The actual vs. predicted plot should show points clustering around the diagonal line. Systematic deviations suggest the model struggles with certain price ranges.

The residual plot should look like a random cloud centered on zero. Funnel shapes indicate heteroscedasticity (non-constant variance). Curves suggest non-linear relationships.

The residual distribution should approximate a normal distribution. Severe skewness or multiple peaks indicate model problems.

Advanced Considerations

Basic linear regression assumes relationships are linear and features are independent. Reality is messier.

When features are highly correlated or you have many predictors relative to observations, regularization helps. Ridge regression adds a penalty term that shrinks coefficients:

# Ridge regression for regularization
ridge_model = Ridge(alpha=1.0)
ridge_model.fit(X_train, y_train)
y_test_pred_ridge = ridge_model.predict(X_test)

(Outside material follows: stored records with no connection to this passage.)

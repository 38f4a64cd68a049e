//! Bring-up steps, in execution order.

use core::fmt;

/// One step of device bring-up
#[derive(Debug, Clone, Copy, PartialEq, Eq, Hash, PartialOrd, Ord)]
pub enum BringupStep {
    /// Driver context and capability table
    Context,
    /// Bus bandwidth client
    BusClient,
    /// Clock handles
    ClockHandles,
    /// Power gate held for the duration of bring-up
    PowerHold,
    /// IPA register window
    RegisterMap,
    /// Hardware init and on-chip memory check
    HardwareInit,
    /// Transport registration and configuration bits
    Transport,
    /// Object caches and descriptor DMA pool
    Pools,
    /// Endpoint table and handle registry
    Tables,
    /// Zeroed placeholder table
    EmptyTable,
    /// System endpoints, exception header, default routes
    Endpoints,
    /// Global filter rules
    FilterWorkaround,
    /// Flat pipe memory
    PipeMemory,
    /// Character device node
    DeviceNode,
    /// Resource manager
    ResourceManager,
    /// Interrupt wiring
    Interrupts,
    /// Tethering bridge
    TetherBridge,
}

impl BringupStep {
    /// Every step, in order
    pub const ALL: [BringupStep; 17] = [
        Self::Context,
        Self::BusClient,
        Self::ClockHandles,
        Self::PowerHold,
        Self::RegisterMap,
        Self::HardwareInit,
        Self::Transport,
        Self::Pools,
        Self::Tables,
        Self::EmptyTable,
        Self::Endpoints,
        Self::FilterWorkaround,
        Self::PipeMemory,
        Self::DeviceNode,
        Self::ResourceManager,
        Self::Interrupts,
        Self::TetherBridge,
    ];

    /// 1-based position in the sequence
    pub const fn index(self) -> usize {
        self as usize + 1
    }

    /// Step at a 1-based position
    pub fn from_index(index: usize) -> Option<Self> {
        index.checked_sub(1).and_then(|i| Self::ALL.get(i).copied())
    }

    /// Short name for logs
    pub const fn name(self) -> &'static str {
        match self {
            Self::Context => "context",
            Self::BusClient => "bus client",
            Self::ClockHandles => "clock handles",
            Self::PowerHold => "power hold",
            Self::RegisterMap => "register map",
            Self::HardwareInit => "hardware init",
            Self::Transport => "transport",
            Self::Pools => "pools",
            Self::Tables => "tables",
            Self::EmptyTable => "empty table",
            Self::Endpoints => "endpoints",
            Self::FilterWorkaround => "filter workaround",
            Self::PipeMemory => "pipe memory",
            Self::DeviceNode => "device node",
            Self::ResourceManager => "resource manager",
            Self::Interrupts => "interrupts",
            Self::TetherBridge => "tether bridge",
        }
    }
}

impl fmt::Display for BringupStep {
    fn fmt(&self, f: &mut fmt::Formatter<'_>) -> fmt::Result {
        write!(f, "step {} ({})", self.index(), self.name())
    }
}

ridge_r2 = r2_score(y_test, y_test_pred_ridge)
ridge_rmse = np.sqrt(mean_squared_error(y_test, y_test_pred_ridge))

print(f"\nRidge Regression Performance:")
print(f"R²: {ridge_r2:.4f}")
print(f"RMSE: ${ridge_rmse:,.2f}")

# Compare coefficients
print("\nCoefficient Comparison:")
for feature, lr_coef, ridge_coef in zip(features, model.coef_, ridge_model.coef_):
    print(f"{feature}: LR={lr_coef:.2f}, Ridge={ridge_coef:.2f}")

The alpha parameter controls regularization strength. Higher values mean more shrinkage. Use cross-validation to find the optimal alpha.

Feature scaling matters for regularized models but not ordinary least squares. If you’re using Ridge or Lasso, standardize features first:

from sklearn.preprocessing import StandardScaler

scaler = StandardScaler()
X_train_scaled = scaler.fit_transform(X_train)
X_test_scaled = scaler.transform(X_test)

When relationships aren’t linear, consider polynomial features:

from sklearn.preprocessing import PolynomialFeatures

poly = PolynomialFeatures(degree=2, include_bias=False)
X_train_poly = poly.fit_transform(X_train)
X_test_poly = poly.transform(X_test)

This creates interaction terms and squared terms, allowing the model to capture curvature. Be careful—polynomial features explode dimensionality quickly.

Multiple linear regression is straightforward to implement but requires thoughtful preparation and evaluation. Master these fundamentals before moving to more complex algorithms. Often, a well-executed linear regression outperforms a poorly implemented neural network.